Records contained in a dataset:
^^^^
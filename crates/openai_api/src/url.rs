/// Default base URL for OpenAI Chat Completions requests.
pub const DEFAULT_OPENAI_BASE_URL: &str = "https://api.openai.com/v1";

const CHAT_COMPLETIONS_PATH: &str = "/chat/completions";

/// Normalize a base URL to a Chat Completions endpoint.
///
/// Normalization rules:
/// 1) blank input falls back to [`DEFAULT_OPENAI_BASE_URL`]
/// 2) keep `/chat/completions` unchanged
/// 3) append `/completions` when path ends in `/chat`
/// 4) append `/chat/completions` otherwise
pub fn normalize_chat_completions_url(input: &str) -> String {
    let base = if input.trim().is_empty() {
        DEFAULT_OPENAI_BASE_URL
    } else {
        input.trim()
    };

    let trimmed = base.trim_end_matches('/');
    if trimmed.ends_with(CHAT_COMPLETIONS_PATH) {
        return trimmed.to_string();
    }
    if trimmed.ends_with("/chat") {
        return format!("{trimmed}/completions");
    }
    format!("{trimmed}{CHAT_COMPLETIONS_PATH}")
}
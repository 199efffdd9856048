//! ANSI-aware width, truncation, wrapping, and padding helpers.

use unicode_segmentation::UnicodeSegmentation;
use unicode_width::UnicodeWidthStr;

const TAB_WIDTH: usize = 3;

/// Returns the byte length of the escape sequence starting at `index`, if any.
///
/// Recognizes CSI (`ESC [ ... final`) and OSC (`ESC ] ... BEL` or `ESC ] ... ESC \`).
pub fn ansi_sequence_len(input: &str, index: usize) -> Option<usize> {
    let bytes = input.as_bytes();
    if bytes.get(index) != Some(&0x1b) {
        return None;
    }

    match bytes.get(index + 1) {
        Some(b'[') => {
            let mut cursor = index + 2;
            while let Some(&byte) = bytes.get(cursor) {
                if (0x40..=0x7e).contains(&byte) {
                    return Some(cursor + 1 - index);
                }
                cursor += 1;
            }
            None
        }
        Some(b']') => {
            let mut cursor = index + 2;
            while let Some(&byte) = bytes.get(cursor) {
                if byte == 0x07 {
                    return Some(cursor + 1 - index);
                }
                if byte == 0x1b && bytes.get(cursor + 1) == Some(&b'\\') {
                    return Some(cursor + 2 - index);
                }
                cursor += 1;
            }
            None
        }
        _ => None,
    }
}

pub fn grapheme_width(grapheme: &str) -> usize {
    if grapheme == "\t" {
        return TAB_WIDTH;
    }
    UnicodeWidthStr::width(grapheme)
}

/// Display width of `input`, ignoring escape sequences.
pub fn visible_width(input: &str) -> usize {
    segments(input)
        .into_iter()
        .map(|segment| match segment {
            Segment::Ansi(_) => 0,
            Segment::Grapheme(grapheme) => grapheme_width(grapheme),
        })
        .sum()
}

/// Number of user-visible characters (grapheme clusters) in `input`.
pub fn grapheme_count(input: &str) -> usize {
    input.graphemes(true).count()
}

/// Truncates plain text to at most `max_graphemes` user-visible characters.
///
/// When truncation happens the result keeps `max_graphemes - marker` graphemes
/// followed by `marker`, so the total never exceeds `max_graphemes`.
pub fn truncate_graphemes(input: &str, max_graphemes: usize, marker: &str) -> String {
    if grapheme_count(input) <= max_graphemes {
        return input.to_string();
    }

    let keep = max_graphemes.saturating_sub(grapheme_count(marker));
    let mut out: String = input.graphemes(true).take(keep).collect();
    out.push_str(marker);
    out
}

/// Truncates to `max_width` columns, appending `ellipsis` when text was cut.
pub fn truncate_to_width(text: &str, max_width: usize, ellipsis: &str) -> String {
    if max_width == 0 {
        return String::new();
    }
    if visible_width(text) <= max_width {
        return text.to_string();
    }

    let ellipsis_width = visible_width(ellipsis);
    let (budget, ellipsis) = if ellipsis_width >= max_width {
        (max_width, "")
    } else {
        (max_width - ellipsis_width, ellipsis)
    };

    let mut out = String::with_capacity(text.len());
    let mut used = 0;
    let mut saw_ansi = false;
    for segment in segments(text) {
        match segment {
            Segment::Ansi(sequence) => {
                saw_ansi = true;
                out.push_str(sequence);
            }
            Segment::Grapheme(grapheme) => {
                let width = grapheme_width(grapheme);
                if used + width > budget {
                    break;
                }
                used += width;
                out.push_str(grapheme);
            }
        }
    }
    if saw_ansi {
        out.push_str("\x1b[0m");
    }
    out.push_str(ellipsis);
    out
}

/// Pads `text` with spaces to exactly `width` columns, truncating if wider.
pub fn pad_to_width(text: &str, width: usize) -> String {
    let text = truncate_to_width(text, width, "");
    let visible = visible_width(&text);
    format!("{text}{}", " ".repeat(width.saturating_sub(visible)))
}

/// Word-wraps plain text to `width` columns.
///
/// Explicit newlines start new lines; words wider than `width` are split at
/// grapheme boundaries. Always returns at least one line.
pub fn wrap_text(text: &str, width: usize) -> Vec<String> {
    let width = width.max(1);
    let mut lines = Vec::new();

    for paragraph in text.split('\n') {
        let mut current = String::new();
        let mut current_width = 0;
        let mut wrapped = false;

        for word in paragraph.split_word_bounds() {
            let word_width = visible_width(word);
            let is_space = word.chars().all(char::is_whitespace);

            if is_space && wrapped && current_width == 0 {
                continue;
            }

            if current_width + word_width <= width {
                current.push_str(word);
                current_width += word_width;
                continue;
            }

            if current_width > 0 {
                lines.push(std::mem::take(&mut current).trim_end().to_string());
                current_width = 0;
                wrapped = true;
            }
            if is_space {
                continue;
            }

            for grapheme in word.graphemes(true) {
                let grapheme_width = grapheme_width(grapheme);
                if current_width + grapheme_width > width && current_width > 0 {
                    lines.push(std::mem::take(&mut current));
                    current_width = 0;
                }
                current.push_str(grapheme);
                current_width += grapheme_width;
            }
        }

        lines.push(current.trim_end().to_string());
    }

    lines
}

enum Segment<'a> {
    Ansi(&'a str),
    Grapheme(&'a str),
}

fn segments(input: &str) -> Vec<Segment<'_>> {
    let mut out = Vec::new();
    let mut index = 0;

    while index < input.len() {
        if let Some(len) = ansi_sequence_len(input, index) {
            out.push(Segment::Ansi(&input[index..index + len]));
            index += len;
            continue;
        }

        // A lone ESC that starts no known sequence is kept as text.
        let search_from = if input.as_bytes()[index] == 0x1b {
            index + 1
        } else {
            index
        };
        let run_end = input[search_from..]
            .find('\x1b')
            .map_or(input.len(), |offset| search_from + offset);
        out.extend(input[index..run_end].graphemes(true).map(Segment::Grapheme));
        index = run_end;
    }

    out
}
^^^^
What is required: Transcribe each record exactly. Leave nothing out.

Response area:
filename crates/openai_api/src/url.rs
/// Default base URL for OpenAI Chat Completions requests.
pub const DEFAULT_OPENAI_BASE_URL: &str = "https://api.openai.com/v1";

const CHAT_COMPLETIONS_PATH: &str = "/chat/completions";

/// Normalize a base URL to a Chat Completions endpoint.
///
/// Normalization rules:
/// 1) blank input falls back to [`DEFAULT_OPENAI_BASE_URL`]
/// 2) keep `/chat/completions` unchanged
/// 3) append `/completions` when path ends in `/chat`
/// 4) append `/chat/completions` otherwise
pub fn normalize_chat_completions_url(input: &str) -> String {
    let base = if input.trim().is_empty() {
        DEFAULT_OPENAI_BASE_URL
    } else {
        input.trim()
    };

    let trimmed = base.trim_end_matches('/');
    if trimmed.ends_with(CHAT_COMPLETIONS_PATH) {
        return trimmed.to_string();
    }
    if trimmed.ends_with("/chat") {
        return format!("{trimmed}/completions");
    }
    format!("{trimmed}{CHAT_COMPLETIONS_PATH}")
}
repository 199efffdd9856048
//! ANSI-aware width, truncation, wrapping, and padding helpers.

use unicode_segmentation::UnicodeSegmentation;
use unicode_width::UnicodeWidthStr;

const TAB_WIDTH: usize = 3;

/// Returns the byte length of the escape sequence starting at `index`, if any.
///
/// Recognizes CSI (`ESC [ ... final`) and OSC (`ESC ] ... BEL` or `ESC ] ... ESC \`).
pub fn ansi_sequence_len(input: &str, index: usize) -> Option<usize> {
    let bytes = input.as_bytes();
    if bytes.get(index) != Some(&0x1b) {
        return None;
    }

    match bytes.get(index + 1) {
        Some(b'[') => {
            let mut cursor = index + 2;
            while let Some(&byte) = bytes.get(cursor) {
                if (0x40..=0x7e).contains(&byte) {
                    return Some(cursor + 1 - index);
                }
                cursor += 1;
            }
            None
        }
        Some(b']') => {
            let mut cursor = index + 2;
            while let Some(&byte) = bytes.get(cursor) {
                if byte == 0x07 {
                    return Some(cursor + 1 - index);
                }
                if byte == 0x1b && bytes.get(cursor + 1) == Some(&b'\\') {
                    return Some(cursor + 2 - index);
                }
                cursor += 1;
            }
            None
        }
        _ => None,
    }
}

pub fn grapheme_width(grapheme: &str) -> usize {
    if grapheme == "\t" {
        return TAB_WIDTH;
    }
    UnicodeWidthStr::width(grapheme)
}

/// Display width of `input`, ignoring escape sequences.
pub fn visible_width(input: &str) -> usize {
    segments(input)
        .into_iter()
        .map(|segment| match segment {
            Segment::Ansi(_) => 0,
            Segment::Grapheme(grapheme) => grapheme_width(grapheme),
        })
        .sum()
}

/// Number of user-visible characters (grapheme clusters) in `input`.
pub fn grapheme_count(input: &str) -> usize {
    input.graphemes(true).count()
}

/// Truncates plain text to at most `max_graphemes` user-visible characters.
///
/// When truncation happens the result keeps `max_graphemes - marker` graphemes
/// followed by `marker`, so the total never exceeds `max_graphemes`.
pub fn truncate_graphemes(input: &str, max_graphemes: usize, marker: &str) -> String {
    if grapheme_count(input) <= max_graphemes {
        return input.to_string();
    }

    let keep = max_graphemes.saturating_sub(grapheme_count(marker));
    let mut out: String = input.graphemes(true).take(keep).collect();
    out.push_str(marker);
    out
}

/// Truncates to `max_width` columns, appending `ellipsis` when text was cut.
pub fn truncate_to_width(text: &str, max_width: usize, ellipsis: &str) -> String {
    if max_width == 0 {
        return String::new();
    }
    if visible_width(text) <= max_width {
        return text.to_string();
    }

    let ellipsis_width = visible_width(ellipsis);
    let (budget, ellipsis) = if ellipsis_width >= max_width {
        (max_width, "")
    } else {
        (max_width - ellipsis_width, ellipsis)
    };

    let mut out = String::with_capacity(text.len());
    let mut used = 0;
    let mut saw_ansi = false;
    for segment in segments(text) {
        match segment {
            Segment::Ansi(sequence) => {
                saw_ansi = true;
                out.push_str(sequence);
            }
            Segment::Grapheme(grapheme) => {
                let width = grapheme_width(grapheme);
                if used + width > budget {
                    break;
                }
                used += width;
                out.push_str(grapheme);
            }
        }
    }
    if saw_ansi {
        out.push_str("\x1b[0m");
    }
    out.push_str(ellipsis);
    out
}

/// Pads `text` with spaces to exactly `width` columns, truncating if wider.
pub fn pad_to_width(text: &str, width: usize) -> String {
    let text = truncate_to_width(text, width, "");
    let visible = visible_width(&text);
    format!("{text}{}", " ".repeat(width.saturating_sub(visible)))
}

/// Word-wraps plain text to `width` columns.
///
/// Explicit newlines start new lines; words wider than `width` are split at
/// grapheme boundaries. Always returns at least one line.
pub fn wrap_text(text: &str, width: usize) -> Vec<String> {
    let width = width.max(1);
    let mut lines = Vec::new();

    for paragraph in text.split('\n') {
        let mut current = String::new();
        let mut current_width = 0;
        let mut wrapped = false;

        for word in paragraph.split_word_bounds() {
            let word_width = visible_width(word);
            let is_space = word.chars().all(char::is_whitespace);

            if is_space && wrapped && current_width == 0 {
                continue;
            }

            if current_width + word_width <= width {
                current.push_str(word);
                current_width += word_width;
                continue;
            }

            if current_width > 0 {
                lines.push(std::mem::take(&mut current).trim_end().to_string());
                current_width = 0;
                wrapped = true;
            }
            if is_space {
                continue;
            }

            for grapheme in word.graphemes(true) {
                let grapheme_width = grapheme_width(grapheme);
                if current_width + grapheme_width > width && current_width > 0 {
                    lines.push(std::mem::take(&mut current));
                    current_width = 0;
                }
                current.push_str(grapheme);
                current_width += grapheme_width;
            }
        }

        lines.push(current.trim_end().to_string());
    }

    lines
}

enum Segment<'a> {
    Ansi(&'a str),
    Grapheme(&'a str),
}

fn segments(input: &str) -> Vec<Segment<'_>> {
    let mut out = Vec::new();
    let mut index = 0;

    while index < input.len() {
        if let Some(len) = ansi_sequence_len(input, index) {
            out.push(Segment::Ansi(&input[index..index + len]));
            index += len;
            continue;
        }

        // A lone ESC that starts no known sequence is kept as text.
        let search_from = if input.as_bytes()[index] == 0x1b {
            index + 1
        } else {
            index
        };
        let run_end = input[search_from..]
            .find('\x1b')
            .map_or(input.len(), |offset| search_from + offset);
        out.extend(input[index..run_end].graphemes(true).map(Segment::Grapheme));
        index = run_end;
    }

    out
}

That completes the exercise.